L’hypnothérapeute dispose de plusieurs techniques hypnotiques. Selon la composante de la douleur sur laquelle il veut agir et en tenant compte des caractéristiques du patient et de son histoire, il peut suggérer :

- le déplacement de la douleur (dans une autre partie du corps), sachant que ce déplacement peut s’accompagner d’une modification de certains caractères de la douleur (intensité, type de douleur) ;

- l’analgésie locale : le dépôt d’un anesthésique virtuel sur une partie du corps sous hypnose grâce à un « stylo-magique » fonctionne très bien, en particulier chez les enfants ;

- la dissociation corporelle : c’est la technique de choix pour la douleur aiguë, c’est ce que pratiquent les anesthésistes formés à l’hypnose pour un geste loco-régional (ex : curetage ganglionnaire, pose d’un Port-a-cath). Cela consiste à accompagner le patient dans un monde virtuel, celui-ci est tellement profond qu’il devient la réalité pour le patient (technique aussi appelée hypno-analgésie). Ce dernier a conscience de ce qui se passe autour de lui mais, ce n’est, en aucun cas, douloureux ;

- l’exploration du sens de la douleur : il s’agit de changer la représentation d’un épisode (image traumatique de l’accouchement, par exemple) ;

- l’abaissement du seuil douloureux : exercice qui consiste à demander au patient d’augmenter l’intensité de la perception douloureuse sous hypnose, puis de la diminuer à la manière d’un modulateur pour lui permettre de s’approprier l’outil ;

- la distraction : outil de choix chez l’enfant. Quand on est absorbé par autre chose, on ressent moins la douleur.

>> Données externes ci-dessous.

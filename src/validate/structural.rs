//! Structural validation of the workflow graph.
//!
//! All checks run over the raw node/edge slices the editor holds; edges whose
//! endpoints resolve to no node are kept, they simply connect nothing.

use std::collections::HashSet;

use serde::{Deserialize, Serialize};

use crate::parse::types::{NodeType, WorkflowEdge, WorkflowNode};

/// Partition of the node set computed by [`analyze_workflow`].
#[derive(Debug, Default)]
pub struct ValidationDetails<'a> {
    pub start_nodes: Vec<&'a WorkflowNode>,
    pub end_nodes: Vec<&'a WorkflowNode>,
    pub processor_nodes: Vec<&'a WorkflowNode>,
    /// Non-start/end nodes touched by no edge. Start and end nodes are
    /// excluded here for compatibility with the editor's legacy isolation
    /// badge; the validator re-checks all types via [`validate_workflow`].
    pub isolated_nodes: Vec<&'a WorkflowNode>,
    pub unconnected_processor_nodes: Vec<&'a WorkflowNode>,
}

/// Verdict the save/execute actions gate on. Messages are shown verbatim.
#[derive(Debug, Clone, Serialize, Deserialize)]
#[serde(rename_all = "camelCase")]
pub struct ValidationResult {
    pub is_valid: bool,
    pub errors: Vec<String>,
    pub warnings: Vec<String>,
}

/// Classify the nodes of a workflow-in-progress. Pure; cannot fail.
pub fn analyze_workflow<'a>(
    nodes: &'a [WorkflowNode],
    edges: &[WorkflowEdge],
) -> ValidationDetails<'a> {
    let mut details = ValidationDetails::default();

    for node in nodes {
        match node.kind {
            NodeType::Start => details.start_nodes.push(node),
            NodeType::End => details.end_nodes.push(node),
            NodeType::Processor => details.processor_nodes.push(node),
        }
    }

    let connected = connected_ids(edges);
    details.isolated_nodes = nodes
        .iter()
        .filter(|n| !n.is_start() && !n.is_end() && !connected.contains(n.id.as_str()))
        .collect();

    details.unconnected_processor_nodes = nodes
        .iter()
        .filter(|n| n.is_processor() && (!has_incoming(n, edges) || !has_outgoing(n, edges)))
        .collect();

    details
}

/// Run every structural rule and report all defects at once.
pub fn validate_workflow(nodes: &[WorkflowNode], edges: &[WorkflowEdge]) -> ValidationResult {
    let mut errors = Vec::new();
    let mut warnings = Vec::new();

    if nodes.is_empty() {
        errors.push("Workflow must contain at least one node".to_string());
        return ValidationResult {
            is_valid: false,
            errors,
            warnings,
        };
    }

    let details = analyze_workflow(nodes, edges);
    // Full connected set: unlike `ValidationDetails::isolated_nodes`, this one
    // covers start and end nodes too.
    let connected = connected_ids(edges);

    check_start_count(&details, &mut errors);
    check_end_count(&details, &mut errors);
    check_processor_connections(&details, &mut errors);
    check_isolated_nodes(nodes, &connected, &mut errors);
    check_start_outputs(&details, edges, &mut errors);
    check_end_inputs(&details, edges, &mut errors);

    if details.processor_nodes.is_empty() {
        warnings.push(
            "Workflow has no processor nodes and will run straight from start to end".to_string(),
        );
    }

    ValidationResult {
        is_valid: errors.is_empty(),
        errors,
        warnings,
    }
}

fn connected_ids(edges: &[WorkflowEdge]) -> HashSet<&str> {
    edges
        .iter()
        .flat_map(|e| [e.source.as_str(), e.target.as_str()])
        .collect()
}

fn has_incoming(node: &WorkflowNode, edges: &[WorkflowEdge]) -> bool {
    edges.iter().any(|e| e.target == node.id)
}

fn has_outgoing(node: &WorkflowNode, edges: &[WorkflowEdge]) -> bool {
    edges.iter().any(|e| e.source == node.id)
}

fn check_start_count(details: &ValidationDetails<'_>, errors: &mut Vec<String>) {
    match details.start_nodes.len() {
        0 => errors.push("Workflow must have exactly one start node".to_string()),
        1 => {}
        n => errors.push(format!(
            "Workflow must have exactly one start node, found {}",
            n
        )),
    }
}

fn check_end_count(details: &ValidationDetails<'_>, errors: &mut Vec<String>) {
    match details.end_nodes.len() {
        0 => errors.push("Workflow must have exactly one end node".to_string()),
        1 => {}
        n => errors.push(format!(
            "Workflow must have exactly one end node, found {}",
            n
        )),
    }
}

fn check_processor_connections(details: &ValidationDetails<'_>, errors: &mut Vec<String>) {
    if details.unconnected_processor_nodes.is_empty() {
        return;
    }
    let labels: Vec<&str> = details
        .unconnected_processor_nodes
        .iter()
        .map(|n| n.display_label())
        .collect();
    errors.push(format!(
        "Processor nodes must have both incoming and outgoing connections: {}",
        labels.join(", ")
    ));
}

fn check_isolated_nodes(
    nodes: &[WorkflowNode],
    connected: &HashSet<&str>,
    errors: &mut Vec<String>,
) {
    for node in nodes {
        if !connected.contains(node.id.as_str()) {
            errors.push(format!(
                "Node '{}' is not connected to any other node",
                node.display_label()
            ));
        }
    }
}

fn check_start_outputs(
    details: &ValidationDetails<'_>,
    edges: &[WorkflowEdge],
    errors: &mut Vec<String>,
) {
    for node in &details.start_nodes {
        if !has_outgoing(node, edges) {
            errors.push(format!(
                "Start node '{}' has no outgoing connection",
                node.display_label()
            ));
        }
    }
}

fn check_end_inputs(
    details: &ValidationDetails<'_>,
    edges: &[WorkflowEdge],
    errors: &mut Vec<String>,
) {
    for node in &details.end_nodes {
        if !has_incoming(node, edges) {
            errors.push(format!(
                "End node '{}' has no incoming connection",
                node.display_label()
            ));
        }
    }
}
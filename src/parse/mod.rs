//! Parse phase: frontend workflow JSON → Rust types.

pub mod types;

pub use types::*;

use crate::error::ValidatorError;

/// Deserialize a workflow JSON string into a `Workflow` struct.
pub fn parse(json: &str) -> Result<Workflow, Vec<ValidatorError>> {
    serde_json::from_str::<Workflow>(json).map_err(|e| {
        vec![ValidatorError::parse(
            "P001",
            format!("Failed to parse workflow JSON: {}", e),
        )]
    })
}
//! Rust types mirroring the frontend workflow model.
//!
//! These types are the serde target for the JSON the graph editor sends.
//! SYNC NOTE: Keep this file aligned with the frontend workflow store; when
//! node data shapes change, also review the validate modules.

use serde::{Deserialize, Serialize};

#[derive(Debug, Clone, Serialize, Deserialize)]
#[serde(rename_all = "camelCase")]
pub struct Workflow {
    pub id: String,
    pub name: String,
    pub description: Option<String>,
    pub nodes: Vec<WorkflowNode>,
    pub edges: Vec<WorkflowEdge>,
    pub created_at: String,
    pub updated_at: String,
}

/// One step of the workflow graph as drawn in the editor.
#[derive(Debug, Clone, Serialize, Deserialize)]
#[serde(rename_all = "camelCase")]
pub struct WorkflowNode {
    pub id: String,
    #[serde(rename = "type")]
    pub kind: NodeType,
    pub position: Position,
    pub data: NodeData,
}

#[derive(Debug, Clone, Copy, PartialEq, Eq, Serialize, Deserialize)]
#[serde(rename_all = "lowercase")]
pub enum NodeType {
    Start,
    Processor,
    End,
}

#[derive(Debug, Clone, Serialize, Deserialize)]
#[serde(rename_all = "camelCase")]
pub struct NodeData {
    pub label: String,
    /// Who executes the task instances created at this node.
    /// Only meaningful on processor nodes.
    #[serde(default)]
    pub assignee: Option<Assignee>,
    /// Child workflow a processor node subdivides its tasks into.
    #[serde(default)]
    pub sub_workflow_id: Option<String>,
}

#[derive(Debug, Clone, Serialize, Deserialize)]
#[serde(tag = "kind")]
pub enum Assignee {
    #[serde(rename = "human")]
    Human {
        #[serde(rename = "userId")]
        user_id: String,
    },
    #[serde(rename = "agent")]
    Agent {
        #[serde(rename = "agentId")]
        agent_id: String,
    },
}

/// A directed allowed-transition between two nodes.
///
/// `source`/`target` are node ids but are not required to resolve; the
/// validator treats dangling endpoints as connecting nothing.
#[derive(Debug, Clone, Serialize, Deserialize)]
#[serde(rename_all = "camelCase")]
pub struct WorkflowEdge {
    #[serde(default)]
    pub id: String,
    pub source: String,
    pub target: String,
    #[serde(default)]
    pub source_handle: Option<String>,
    #[serde(default)]
    pub target_handle: Option<String>,
}

#[derive(Debug, Clone, Serialize, Deserialize)]
pub struct Position {
    pub x: f64,
    pub y: f64,
}

impl WorkflowNode {
    pub fn is_start(&self) -> bool {
        self.kind == NodeType::Start
    }

    pub fn is_end(&self) -> bool {
        self.kind == NodeType::End
    }

    pub fn is_processor(&self) -> bool {
        self.kind == NodeType::Processor
    }

    /// Name used in diagnostics; falls back to the id for unlabeled nodes.
    pub fn display_label(&self) -> &str {
        if self.data.label.trim().is_empty() {
            &self.id
        } else {
            &self.data.label
        }
    }
}
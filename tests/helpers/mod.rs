use validator::parse::types::*;

// =============================================================================
// Node and edge builders
// =============================================================================

fn node(id: &str, kind: NodeType, label: &str) -> WorkflowNode {
    WorkflowNode {
        id: id.into(),
        kind,
        position: Position { x: 0.0, y: 0.0 },
        data: NodeData {
            label: label.into(),
            assignee: None,
            sub_workflow_id: None,
        },
    }
}

pub fn start_node(id: &str, label: &str) -> WorkflowNode {
    node(id, NodeType::Start, label)
}

pub fn end_node(id: &str, label: &str) -> WorkflowNode {
    node(id, NodeType::End, label)
}

pub fn processor_node(id: &str, label: &str) -> WorkflowNode {
    node(id, NodeType::Processor, label)
}

pub fn human_processor(id: &str, label: &str, user_id: &str) -> WorkflowNode {
    let mut n = node(id, NodeType::Processor, label);
    n.data.assignee = Some(Assignee::Human {
        user_id: user_id.into(),
    });
    n
}

pub fn agent_processor(id: &str, label: &str, agent_id: &str) -> WorkflowNode {
    let mut n = node(id, NodeType::Processor, label);
    n.data.assignee = Some(Assignee::Agent {
        agent_id: agent_id.into(),
    });
    n
}

pub fn edge(source: &str, target: &str) -> WorkflowEdge {
    WorkflowEdge {
        id: format!("{}-{}", source, target),
        source: source.into(),
        target: target.into(),
        source_handle: None,
        target_handle: None,
    }
}
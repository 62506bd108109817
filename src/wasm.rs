//! WASM entry points for browser use.

use wasm_bindgen::prelude::*;

use crate::error::ValidatorError;
use crate::validate::ValidationResult;

/// Validate a workflow JSON for the save/execute gate.
/// Returns a `{isValid, errors, warnings}` object.
#[wasm_bindgen]
pub fn validate_workflow(json: &str) -> JsValue {
    let result = validate_workflow_inner(json);
    serde_wasm_bindgen::to_value(&result).unwrap_or(JsValue::NULL)
}

fn validate_workflow_inner(json: &str) -> ValidationResult {
    match crate::parse::parse(json) {
        Ok(workflow) => crate::validate::validate_workflow(&workflow.nodes, &workflow.edges),
        Err(errors) => ValidationResult {
            is_valid: false,
            errors: errors.into_iter().map(|e| e.message).collect(),
            warnings: vec![],
        },
    }
}

/// Validate a single node JSON for the config panel.
/// Returns a JSON array of issue objects.
#[wasm_bindgen]
pub fn validate_node(node_json: &str) -> JsValue {
    let result = validate_node_inner(node_json);
    serde_wasm_bindgen::to_value(&result).unwrap_or(JsValue::NULL)
}

fn validate_node_inner(node_json: &str) -> Vec<ErrorDto> {
    let node = match serde_json::from_str::<crate::parse::types::WorkflowNode>(node_json) {
        Ok(n) => n,
        Err(e) => {
            return vec![ErrorDto {
                code: "P001".into(),
                phase: "Parse".into(),
                message: format!("Failed to parse node JSON: {}", e),
                node_id: None,
            }];
        }
    };

    let errors = crate::validate::node_rules::validate_node(&node);
    errors.into_iter().map(ErrorDto::from).collect()
}

/// One-line validation status for the editor badge.
#[wasm_bindgen]
pub fn workflow_summary(json: &str) -> String {
    match crate::parse::parse(json) {
        Ok(workflow) => crate::validate::validation_summary(&workflow.nodes, &workflow.edges),
        Err(errors) => errors
            .into_iter()
            .map(|e| e.message)
            .next()
            .unwrap_or_else(|| "Failed to parse workflow JSON".to_string()),
    }
}

/// Whether the save button should be enabled.
#[wasm_bindgen]
pub fn can_save_workflow(json: &str) -> bool {
    match crate::parse::parse(json) {
        Ok(workflow) => crate::validate::can_save_workflow(&workflow.nodes, &workflow.edges),
        Err(_) => false,
    }
}

/// Execution order for the run-preview panel.
/// Returns `{status: "ok", order}` or `{status: "error", message}`.
#[wasm_bindgen]
pub fn execution_order(json: &str) -> JsValue {
    let result = execution_order_inner(json);
    serde_wasm_bindgen::to_value(&result).unwrap_or(JsValue::NULL)
}

fn execution_order_inner(json: &str) -> OrderResult {
    let workflow = match crate::parse::parse(json) {
        Ok(w) => w,
        Err(errors) => {
            return OrderResult::Error {
                message: errors
                    .into_iter()
                    .map(|e| e.message)
                    .next()
                    .unwrap_or_else(|| "Failed to parse workflow JSON".to_string()),
            };
        }
    };

    match crate::order::execution_order(&workflow.nodes, &workflow.edges) {
        Ok(order) => OrderResult::Ok { order },
        Err(e) => OrderResult::Error {
            message: e.to_string(),
        },
    }
}

// ---------------------------------------------------------------------------
// DTOs for serialization to JS
// ---------------------------------------------------------------------------

#[derive(serde::Serialize, serde::Deserialize)]
struct ErrorDto {
    code: String,
    phase: String,
    message: String,
    node_id: Option<String>,
}

impl From<ValidatorError> for ErrorDto {
    fn from(e: ValidatorError) -> Self {
        ErrorDto {
            code: e.code,
            phase: e.phase.to_string(),
            message: e.message,
            node_id: e.node_id,
        }
    }
}

#[derive(serde::Serialize, serde::Deserialize)]
#[serde(tag = "status")]
enum OrderResult {
    #[serde(rename = "ok")]
    Ok { order: Vec<String> },
    #[serde(rename = "error")]
    Error { message: String },
}
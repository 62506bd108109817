//! Per-node configuration validation.
//!
//! Runs when a node's config panel is closed, independently of the
//! structural rules in [`super::structural`].

use crate::error::ValidatorError;
use crate::parse::types::{Assignee, Workflow, WorkflowNode};

/// Validate a single node's configuration. Returns all errors found.
pub fn validate_node(node: &WorkflowNode) -> Vec<ValidatorError> {
    let mut errors = Vec::new();
    let node_id = Some(node.id.clone());

    if node.data.label.trim().is_empty() {
        errors.push(ValidatorError::node(
            "N001",
            "Node label must not be empty",
            node_id.clone(),
        ));
    }

    if node.is_processor() {
        match &node.data.assignee {
            None => {
                errors.push(ValidatorError::node(
                    "N002",
                    "Processor node must be assigned to a human or an agent",
                    node_id.clone(),
                ));
            }
            Some(Assignee::Human { user_id }) => {
                if user_id.trim().is_empty() {
                    errors.push(ValidatorError::node(
                        "N003",
                        "Human assignee is missing a user id",
                        node_id.clone(),
                    ));
                }
            }
            Some(Assignee::Agent { agent_id }) => {
                if agent_id.trim().is_empty() {
                    errors.push(ValidatorError::node(
                        "N003",
                        "Agent assignee is missing an agent id",
                        node_id.clone(),
                    ));
                }
            }
        }
    } else if node.data.assignee.is_some() {
        errors.push(ValidatorError::node(
            "N004",
            format!("{:?} nodes cannot have an assignee", node.kind),
            node_id.clone(),
        ));
    }

    if let Some(sub_workflow_id) = &node.data.sub_workflow_id {
        if sub_workflow_id.trim().is_empty() {
            errors.push(ValidatorError::node(
                "N005",
                "Subdivision workflow reference must not be empty",
                node_id,
            ));
        }
    }

    errors
}

/// Validate every node config in the workflow.
pub fn validate_nodes(workflow: &Workflow) -> Vec<ValidatorError> {
    workflow.nodes.iter().flat_map(validate_node).collect()
}
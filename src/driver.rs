//! Wordlist driver: feeds candidates to a [`TrialRunner`] in file order.
//!
//! Every physical line consumes an ordinal before the blank check, so the
//! ordinal reported for a candidate is its line number in the wordlist.
//! Iteration stops at the first [`TrialOutcome::Success`]. File and string
//! sources are counted first so sinks can report progress.
//!
//! Typical usage:
//!
//! ```no_run
//! use wifibf::prelude::*;
//! # fn main() -> anyhow::Result<()> {
//! let target = Target::new("HomeNet", "en0")?;
//! let driver = Driver::new(NetworksetupTrial::system(TrialConfig::default()));
//! let mut console = ConsoleSink::new(std::io::stdout(), Style::default());
//! if let Some(found) = driver.run(&target, "/path/to/wordlist.txt", &mut console)? {
//!     println!("{} -> {}", found.ordinal, found.credential);
//! }
//! # Ok(())
//! # }
//! ```
use std::io;
use std::path::Path;

use log::{debug, info};

use crate::candidate::{Candidate, Target};
use crate::error::WifiBfError;
use crate::events::{Event, EventSink};
use crate::io::{DEFAULT_MMAP_THRESHOLD_BYTES, LineIter, iter_lines_auto};
use crate::trial::TrialRunner;

pub struct Driver<T> {
    trial: T,
    mmap_threshold_bytes: u64,
}

impl<T: TrialRunner> Driver<T> {
    pub fn new(trial: T) -> Self {
        Self {
            trial,
            mmap_threshold_bytes: DEFAULT_MMAP_THRESHOLD_BYTES,
        }
    }

    /// Override the wordlist size above which it is memory-mapped. Zero
    /// disables mmap.
    pub fn with_mmap_threshold(mut self, bytes: u64) -> Self {
        self.mmap_threshold_bytes = bytes;
        self
    }

    pub fn trial(&self) -> &T {
        &self.trial
    }

    /// Run every candidate in `source` against `target`.
    ///
    /// Fails with [`WifiBfError::ResourceUnavailable`] before any trial when
    /// the wordlist is missing or cannot be opened.
    pub fn run<P: AsRef<Path>>(
        &self,
        target: &Target,
        source: P,
        sink: &mut dyn EventSink,
    ) -> Result<Option<Candidate>, WifiBfError> {
        let path = source.as_ref();
        if !path.is_file() {
            return Err(WifiBfError::ResourceUnavailable {
                path: path.to_path_buf(),
                reason: "no such file".into(),
            });
        }
        let total = self.open(path)?.try_fold(0usize, |n, line| {
            let line = line.map_err(|source| WifiBfError::Read {
                line: n + 1,
                source,
            })?;
            Ok::<_, WifiBfError>(n + usize::from(!line.trim().is_empty()))
        })?;
        info!("reading {} candidates from {}", total, path.display());
        self.run_lines(target, self.open(path)?, Some(total), sink)
    }

    fn open(&self, path: &Path) -> Result<LineIter, WifiBfError> {
        iter_lines_auto(path, self.mmap_threshold_bytes).map_err(|e| {
            WifiBfError::ResourceUnavailable {
                path: path.to_path_buf(),
                reason: format!("{:#}", e),
            }
        })
    }

    /// Run candidates from an in-memory wordlist.
    pub fn run_str(
        &self,
        target: &Target,
        contents: &str,
        sink: &mut dyn EventSink,
    ) -> Result<Option<Candidate>, WifiBfError> {
        let total = contents.lines().filter(|l| !l.trim().is_empty()).count();
        self.run_lines(
            target,
            contents.lines().map(|l| Ok(l.to_string())),
            Some(total),
            sink,
        )
    }

    /// Core loop over any line source. `total` is the number of non-blank
    /// lines, if the caller knows it.
    pub fn run_lines<I>(
        &self,
        target: &Target,
        lines: I,
        total: Option<usize>,
        sink: &mut dyn EventSink,
    ) -> Result<Option<Candidate>, WifiBfError>
    where
        I: IntoIterator<Item = io::Result<String>>,
    {
        sink.emit(&Event::Started { target, total })
            .map_err(WifiBfError::Sink)?;

        let mut attempts = 0usize;
        let mut found = None;
        for (idx, line) in lines.into_iter().enumerate() {
            let ordinal = idx + 1;
            let line = line.map_err(|source| WifiBfError::Read {
                line: ordinal,
                source,
            })?;
            let Some(candidate) = Candidate::from_line(ordinal, &line) else {
                debug!("line {} is blank, skipping", ordinal);
                sink.emit(&Event::Skipped { ordinal })
                    .map_err(WifiBfError::Sink)?;
                continue;
            };

            attempts += 1;
            sink.emit(&Event::Trying {
                candidate: &candidate,
                attempt: attempts,
                total,
            })
            .map_err(WifiBfError::Sink)?;
            let outcome = self
                .trial
                .attempt(target, &candidate.credential, candidate.ordinal);
            sink.emit(&Event::Outcome {
                candidate: &candidate,
                outcome,
            })
            .map_err(WifiBfError::Sink)?;

            if outcome.is_success() {
                info!("credential found at line {}", ordinal);
                found = Some(candidate);
                break;
            }
        }

        sink.emit(&Event::Completed {
            found: found.as_ref(),
            attempts,
        })
        .map_err(WifiBfError::Sink)?;
        Ok(found)
    }
}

- la ré-association : ré-intégration d’un membre déficient, douloureux, de façon à faire la paix avec lui.

Redonner le contrôle au patient

« Dans tous les cas, l’objectif de l’hypnose est de rendre au patient une certaine autonomie et un certain contrôle sur la perception douloureuse. Le patient n’est plus soumis à la pharmacopée, il n’est plus victime de sa douleur. Vous lui donnez des outils pour pouvoir lui-même entrainer une antalgie. La « place » de la douleur dans son champ d’attention se modifie, et l’importance de cette dernière change : c’est le rapport à la douleur qui change par l’hypnothérapie » conclut le Dr Tosti.

 

Dans l’anxiété : hypnose + relaxation
Les états anxieux, très fréquents en médecine générale, sont un domaine de prédilection de l’hypnose médicale. Ses manifestations dans le corps sont nombreuses et variées : agitation, fatigabilité, troubles de l’attention et de la mémoire, troubles du sommeil, céphalées, douleurs, irritabilité, tensions musculaires, troubles digestifs fonctionnels, manifestations dermatologiques, palpitations...
« Ne faisant pas le lien entre ces différents symptômes, le patient va habituellement chercher une solution à chaque problème, multipliant les visites médicales, les explorations et les traitements, explique le Dr Kassnasrallah. Le risque est de tomber dans les complications iatrogènes, et surtout d’entretenir cet état de fond au lieu de le soulager. L’hypnose propose une approche complémentaire globale. Elle passe par une alliance thérapeutique avec le patient qui va pouvoir agir sur son anxiété et ses conséquences corporelles. L’usage de l’hypnose est proposé, ici, en complément avec des techniques de relaxation, pour aider le patient à se réconcilier avec son corps. » Après quelques séances, les résultats sont souvent probants.

 

Absence de liens d’intérêt pour les Drs S. Kassnasrallah et G.Tosti.

 

REFERENCES :

1. Kassnasrallah S. Hypnose et états anxieux en médecine générale. Les Entretiens de Bichat. Vendredi 26 septembre 2014.

2. Tosti G. Hypnose et douleur chronique. Les Entretiens de Bichat. Vendredi 26 septembre 2014.

3. HAS. Douleur chronique : reconnaître le syndrome douloureux chronique , 2008.